GOAL OF THE EXERCISE
Exactly the lines below from the one with "the session snapshot." up to and including the one with "pub async fn create_store(config: &Config)" make up the answer, with nothing else added.

==== DATA SHOWN

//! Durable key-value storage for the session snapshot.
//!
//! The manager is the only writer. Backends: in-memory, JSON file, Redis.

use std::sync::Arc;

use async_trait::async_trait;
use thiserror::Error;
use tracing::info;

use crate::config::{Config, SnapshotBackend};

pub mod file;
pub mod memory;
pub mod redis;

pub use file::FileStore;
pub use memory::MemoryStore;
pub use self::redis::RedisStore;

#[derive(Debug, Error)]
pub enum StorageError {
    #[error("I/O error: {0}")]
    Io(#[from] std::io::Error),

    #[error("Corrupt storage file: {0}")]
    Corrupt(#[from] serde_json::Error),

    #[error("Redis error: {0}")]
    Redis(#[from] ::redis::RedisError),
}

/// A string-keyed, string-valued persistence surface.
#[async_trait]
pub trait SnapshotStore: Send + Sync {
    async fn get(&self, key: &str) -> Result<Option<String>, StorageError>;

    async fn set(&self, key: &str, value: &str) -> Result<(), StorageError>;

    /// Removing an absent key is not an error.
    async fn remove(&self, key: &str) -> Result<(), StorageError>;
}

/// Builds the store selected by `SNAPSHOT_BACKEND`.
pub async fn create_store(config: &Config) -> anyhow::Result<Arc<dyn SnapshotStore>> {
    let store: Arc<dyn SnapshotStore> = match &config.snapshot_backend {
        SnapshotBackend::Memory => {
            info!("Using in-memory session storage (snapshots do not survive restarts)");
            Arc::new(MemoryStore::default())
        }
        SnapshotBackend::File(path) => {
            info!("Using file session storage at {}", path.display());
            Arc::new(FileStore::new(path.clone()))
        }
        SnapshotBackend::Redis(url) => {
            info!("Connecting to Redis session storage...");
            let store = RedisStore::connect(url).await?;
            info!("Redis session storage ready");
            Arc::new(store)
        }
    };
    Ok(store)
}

========
==== DATA SHOWN

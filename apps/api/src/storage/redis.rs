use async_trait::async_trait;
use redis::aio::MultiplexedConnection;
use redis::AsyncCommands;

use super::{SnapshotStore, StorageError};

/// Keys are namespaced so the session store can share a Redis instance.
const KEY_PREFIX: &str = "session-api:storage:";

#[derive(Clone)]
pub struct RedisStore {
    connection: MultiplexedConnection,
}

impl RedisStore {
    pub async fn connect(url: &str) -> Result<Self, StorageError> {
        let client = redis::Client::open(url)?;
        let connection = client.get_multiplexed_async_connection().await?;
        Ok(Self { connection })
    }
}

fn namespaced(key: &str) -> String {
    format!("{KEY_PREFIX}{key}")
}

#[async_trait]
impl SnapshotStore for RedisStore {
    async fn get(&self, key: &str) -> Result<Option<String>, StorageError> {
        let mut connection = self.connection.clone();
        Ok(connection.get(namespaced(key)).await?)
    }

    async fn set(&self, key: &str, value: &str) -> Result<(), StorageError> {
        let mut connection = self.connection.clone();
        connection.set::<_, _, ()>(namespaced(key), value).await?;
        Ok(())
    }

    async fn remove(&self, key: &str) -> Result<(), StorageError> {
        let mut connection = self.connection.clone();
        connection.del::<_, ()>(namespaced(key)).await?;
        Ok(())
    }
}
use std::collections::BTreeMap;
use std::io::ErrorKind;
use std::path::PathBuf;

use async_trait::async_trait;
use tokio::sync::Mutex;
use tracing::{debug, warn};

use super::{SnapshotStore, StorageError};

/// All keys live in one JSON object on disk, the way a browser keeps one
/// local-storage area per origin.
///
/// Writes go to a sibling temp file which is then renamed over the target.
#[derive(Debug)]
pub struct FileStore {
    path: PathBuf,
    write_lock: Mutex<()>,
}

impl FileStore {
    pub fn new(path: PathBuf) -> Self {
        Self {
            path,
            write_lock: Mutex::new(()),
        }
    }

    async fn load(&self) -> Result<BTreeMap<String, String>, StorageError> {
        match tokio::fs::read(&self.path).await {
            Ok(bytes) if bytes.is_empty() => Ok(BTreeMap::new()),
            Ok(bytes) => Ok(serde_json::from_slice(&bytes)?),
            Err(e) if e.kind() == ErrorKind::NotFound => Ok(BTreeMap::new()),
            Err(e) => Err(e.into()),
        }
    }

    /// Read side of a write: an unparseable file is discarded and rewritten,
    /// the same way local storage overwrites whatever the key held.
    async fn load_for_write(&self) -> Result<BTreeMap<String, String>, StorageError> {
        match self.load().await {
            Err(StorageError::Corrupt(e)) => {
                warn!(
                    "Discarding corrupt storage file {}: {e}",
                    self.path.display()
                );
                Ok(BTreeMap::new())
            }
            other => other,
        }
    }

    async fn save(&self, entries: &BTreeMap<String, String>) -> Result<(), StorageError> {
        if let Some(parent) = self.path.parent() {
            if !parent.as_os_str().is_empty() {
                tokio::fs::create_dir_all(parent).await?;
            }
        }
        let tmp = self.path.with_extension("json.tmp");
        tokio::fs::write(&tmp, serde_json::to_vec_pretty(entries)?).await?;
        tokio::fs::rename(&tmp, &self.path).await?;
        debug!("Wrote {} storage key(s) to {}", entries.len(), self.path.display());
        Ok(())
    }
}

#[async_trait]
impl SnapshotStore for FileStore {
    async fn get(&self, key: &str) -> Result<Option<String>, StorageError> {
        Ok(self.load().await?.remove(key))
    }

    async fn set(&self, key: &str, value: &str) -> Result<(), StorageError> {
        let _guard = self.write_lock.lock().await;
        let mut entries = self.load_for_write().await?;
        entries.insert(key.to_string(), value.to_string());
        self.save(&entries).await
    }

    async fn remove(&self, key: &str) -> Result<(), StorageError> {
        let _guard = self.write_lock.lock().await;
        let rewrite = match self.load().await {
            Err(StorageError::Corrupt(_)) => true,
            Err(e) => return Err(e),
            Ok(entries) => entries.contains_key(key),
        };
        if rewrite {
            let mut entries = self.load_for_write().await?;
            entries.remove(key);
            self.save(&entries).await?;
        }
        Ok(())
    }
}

========

YOUR RESPONSE
//! Durable key-value storage for the session snapshot.
//!
//! The manager is the only writer. Backends: in-memory, JSON file, Redis.

use std::sync::Arc;

use async_trait::async_trait;
use thiserror::Error;
use tracing::info;

use crate::config::{Config, SnapshotBackend};

pub mod file;
pub mod memory;
pub mod redis;

pub use file::FileStore;
pub use memory::MemoryStore;
pub use self::redis::RedisStore;

#[derive(Debug, Error)]
pub enum StorageError {
    #[error("I/O error: {0}")]
    Io(#[from] std::io::Error),

    #[error("Corrupt storage file: {0}")]
    Corrupt(#[from] serde_json::Error),

    #[error("Redis error: {0}")]
    Redis(#[from] ::redis::RedisError),
}

/// A string-keyed, string-valued persistence surface.
#[async_trait]
pub trait SnapshotStore: Send + Sync {
    async fn get(&self, key: &str) -> Result<Option<String>, StorageError>;

    async fn set(&self, key: &str, value: &str) -> Result<(), StorageError>;

    /// Removing an absent key is not an error.
    async fn remove(&self, key: &str) -> Result<(), StorageError>;
}

/// Builds the store selected by `SNAPSHOT_BACKEND`.
pub async fn create_store(config: &Config) -> anyhow::Result<Arc<dyn SnapshotStore>> {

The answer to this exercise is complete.